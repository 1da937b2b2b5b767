//! Router tests against in-memory SQLite stores.

use std::{sync::Arc, time::Duration};

use axum::{
  body::Body,
  http::{Request, StatusCode, header},
  response::Response,
};
use depot_core::{
  alias::AliasTable,
  asset::{AssetTag, Document, fields},
  category::Category,
  layout::StoreLayout,
  store::AssetStore,
};
use depot_engine::{
  AggregationCache, CacheOptions, LocationPolicy, ReconcileOptions, Reconciler, StoreSet,
  TransitionEngine,
};
use depot_store_sqlite::{SqliteCollection, SqliteDatabase};
use serde_json::{Value, json};
use tower::ServiceExt as _;

use crate::{AppState, api_router};

async fn make_state() -> AppState<SqliteCollection> {
  let db = SqliteDatabase::open_in_memory().await.unwrap();
  let stores = Arc::new(StoreSet::new(StoreLayout::default(), |spec| {
    db.collection(&spec.name)
  }));
  let cache = AggregationCache::spawn(stores.clone(), CacheOptions {
    resubscribe_delay: Duration::from_millis(10),
    ..Default::default()
  });
  let engine = TransitionEngine::new(
    stores.clone(),
    LocationPolicy::default(),
    Arc::new(AliasTable::default()),
  );
  AppState {
    engine: Arc::new(engine),
    cache,
    reconciler: Reconciler::new(stores, ReconcileOptions::default()),
  }
}

async fn call(
  state: &AppState<SqliteCollection>,
  method: &str,
  uri: &str,
  body: Option<Value>,
) -> Response {
  let builder = Request::builder().method(method).uri(uri);
  let req = match body {
    Some(json) => builder
      .header(header::CONTENT_TYPE, "application/json")
      .body(Body::from(json.to_string()))
      .unwrap(),
    None => builder.body(Body::empty()).unwrap(),
  };
  api_router(state.clone()).oneshot(req).await.unwrap()
}

async fn body_json(resp: Response) -> Value {
  let bytes = axum::body::to_bytes(resp.into_body(), usize::MAX).await.unwrap();
  serde_json::from_slice(&bytes).unwrap()
}

async fn check_in(state: &AppState<SqliteCollection>, tag: &str, category: &str) -> Response {
  call(
    state,
    "POST",
    &format!("/assets/{tag}/transition"),
    Some(json!({
      "category": category,
      "location": "DepartmentIT",
      "owner": "alice",
      "model": "U2720Q",
      "serial": "SN-1",
    })),
  )
  .await
}

async fn seed(state: &AppState<SqliteCollection>, category: Category, tag: &str) {
  state
    .engine
    .stores()
    .store(category)
    .unwrap()
    .put(&AssetTag::new(tag).unwrap(), Document::new().with(fields::SERIAL, "x"))
    .await
    .unwrap();
}

// ─── Assets ──────────────────────────────────────────────────────────────────

#[tokio::test]
async fn transition_registers_then_updates() {
  let state = make_state().await;

  let resp = check_in(&state, "A001", "laptop").await;
  assert_eq!(resp.status(), StatusCode::CREATED);
  let report = body_json(resp).await;
  assert_eq!(report["kind"], "registered");
  assert_eq!(report["category"], "computer");
  assert_eq!(report["direction"], "check_in");

  let resp = call(
    &state,
    "POST",
    "/assets/A001/transition",
    Some(json!({ "category": "computer", "location": "Branch-9", "owner": "alice" })),
  )
  .await;
  assert_eq!(resp.status(), StatusCode::OK);
  let report = body_json(resp).await;
  assert_eq!(report["kind"], "updated");
  assert_eq!(report["direction"], "check_out");
}

#[tokio::test]
async fn locate_returns_record() {
  let state = make_state().await;
  check_in(&state, "M100", "display").await;

  let resp = call(&state, "GET", "/assets/M100", None).await;
  assert_eq!(resp.status(), StatusCode::OK);
  let located = body_json(resp).await;
  assert_eq!(located["category"], "monitor");
  assert_eq!(located["record"]["attribute"], "U2720Q");
  assert_eq!(located["record"]["location"], "DepartmentIT");
  assert!(located["warning"].is_null());
}

#[tokio::test]
async fn locate_unknown_tag_is_404() {
  let state = make_state().await;
  let resp = call(&state, "GET", "/assets/ghost", None).await;
  assert_eq!(resp.status(), StatusCode::NOT_FOUND);
  let body = body_json(resp).await;
  assert!(body["error"].as_str().unwrap().contains("ghost"));
}

#[tokio::test]
async fn missing_attribute_is_400() {
  let state = make_state().await;
  let resp = call(
    &state,
    "POST",
    "/assets/A001/transition",
    Some(json!({ "category": "computer", "location": "DepartmentIT" })),
  )
  .await;
  assert_eq!(resp.status(), StatusCode::BAD_REQUEST);
  assert!(body_json(resp).await["error"].as_str().unwrap().contains("owner"));
}

#[tokio::test]
async fn unknown_category_is_400() {
  let state = make_state().await;
  let resp = call(
    &state,
    "POST",
    "/assets/A001/move",
    Some(json!({ "category": "toaster" })),
  )
  .await;
  assert_eq!(resp.status(), StatusCode::BAD_REQUEST);
}

#[tokio::test]
async fn move_reports_source_and_is_idempotent() {
  let state = make_state().await;
  check_in(&state, "A001", "computer").await;

  let resp = call(&state, "POST", "/assets/A001/move", Some(json!({ "category": "gary" }))).await;
  assert_eq!(resp.status(), StatusCode::OK);
  let report = body_json(resp).await;
  assert_eq!(report["kind"], "moved");
  assert_eq!(report["from"], "computer");
  assert_eq!(report["category"], "quarantine");

  let resp =
    call(&state, "POST", "/assets/A001/move", Some(json!({ "category": "quarantine" }))).await;
  assert_eq!(body_json(resp).await["kind"], "unchanged");
}

// ─── Scan ────────────────────────────────────────────────────────────────────

#[tokio::test]
async fn scan_resolves_alias_before_tag() {
  let state = make_state().await;
  check_in(&state, "A001", "computer").await;

  let resp = call(&state, "POST", "/scan", Some(json!({ "input": "iPad" }))).await;
  let body = body_json(resp).await;
  assert_eq!(body["kind"], "category");
  assert_eq!(body["category"], "tablet");

  let resp = call(&state, "POST", "/scan", Some(json!({ "input": "A001\n" }))).await;
  assert_eq!(resp.status(), StatusCode::OK);
  let body = body_json(resp).await;
  assert_eq!(body["kind"], "asset");
  assert_eq!(body["category"], "computer");

  let resp = call(&state, "POST", "/scan", Some(json!({ "input": "nothing" }))).await;
  assert_eq!(resp.status(), StatusCode::NOT_FOUND);
}

// ─── Stores and consistency ──────────────────────────────────────────────────

#[tokio::test]
async fn lists_one_store() {
  let state = make_state().await;
  seed(&state, Category::Tablet, "IP2").await;
  seed(&state, Category::Tablet, "IP1").await;
  seed(&state, Category::Server, "S1").await;

  let resp = call(&state, "GET", "/stores/ipads/assets", None).await;
  assert_eq!(resp.status(), StatusCode::OK);
  let assets = body_json(resp).await;
  let tags: Vec<_> = assets
    .as_array()
    .unwrap()
    .iter()
    .map(|a| a["tag"].as_str().unwrap().to_owned())
    .collect();
  assert_eq!(tags, ["IP1", "IP2"]);
}

#[tokio::test]
async fn consistency_lists_duplicates() {
  let state = make_state().await;
  let resp = call(&state, "GET", "/consistency", None).await;
  assert_eq!(body_json(resp).await["consistent"], true);

  seed(&state, Category::Server, "S1").await;
  seed(&state, Category::Quarantine, "S1").await;

  let body = body_json(call(&state, "GET", "/consistency", None).await).await;
  assert_eq!(body["consistent"], false);
  assert_eq!(body["duplicates"][0]["tag"], "S1");
  assert_eq!(body["duplicates"][0]["stores"], json!(["server", "quarantine"]));
}

// ─── Aggregates ──────────────────────────────────────────────────────────────

#[tokio::test]
async fn summary_and_activity_follow_the_cache() {
  let state = make_state().await;
  check_in(&state, "A100", "computer").await;
  check_in(&state, "A150", "monitor").await;
  check_in(&state, "B200", "server").await;

  tokio::time::timeout(
    Duration::from_secs(5),
    state.cache.wait_for(|s| s.is_loaded() && s.total_across_all_stores() == 3),
  )
  .await
  .unwrap()
  .unwrap();

  let summary = body_json(call(&state, "GET", "/summary", None).await).await;
  assert_eq!(summary["totalAcrossAllStores"], 3);
  assert_eq!(summary["loaded"], true);
  assert_eq!(summary["stores"].as_array().unwrap().len(), 6);
  assert_eq!(summary["stores"][0]["store"], "Computer");
  assert_eq!(summary["stores"][0]["count"], 1);

  let all = body_json(call(&state, "GET", "/activity", None).await).await;
  assert_eq!(all.as_array().unwrap().len(), 3);

  let limited = body_json(call(&state, "GET", "/activity?limit=1", None).await).await;
  assert_eq!(limited.as_array().unwrap().len(), 1);

  let filtered = body_json(call(&state, "GET", "/activity?filter=a1", None).await).await;
  let mut tags: Vec<_> = filtered
    .as_array()
    .unwrap()
    .iter()
    .map(|e| e["tag"].as_str().unwrap().to_owned())
    .collect();
  tags.sort();
  assert_eq!(tags, ["A100", "A150"]);
}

----------

**Work required:** Taking the listing line by line, count those with the word "builder" and report that number only.

**Your solution:** 3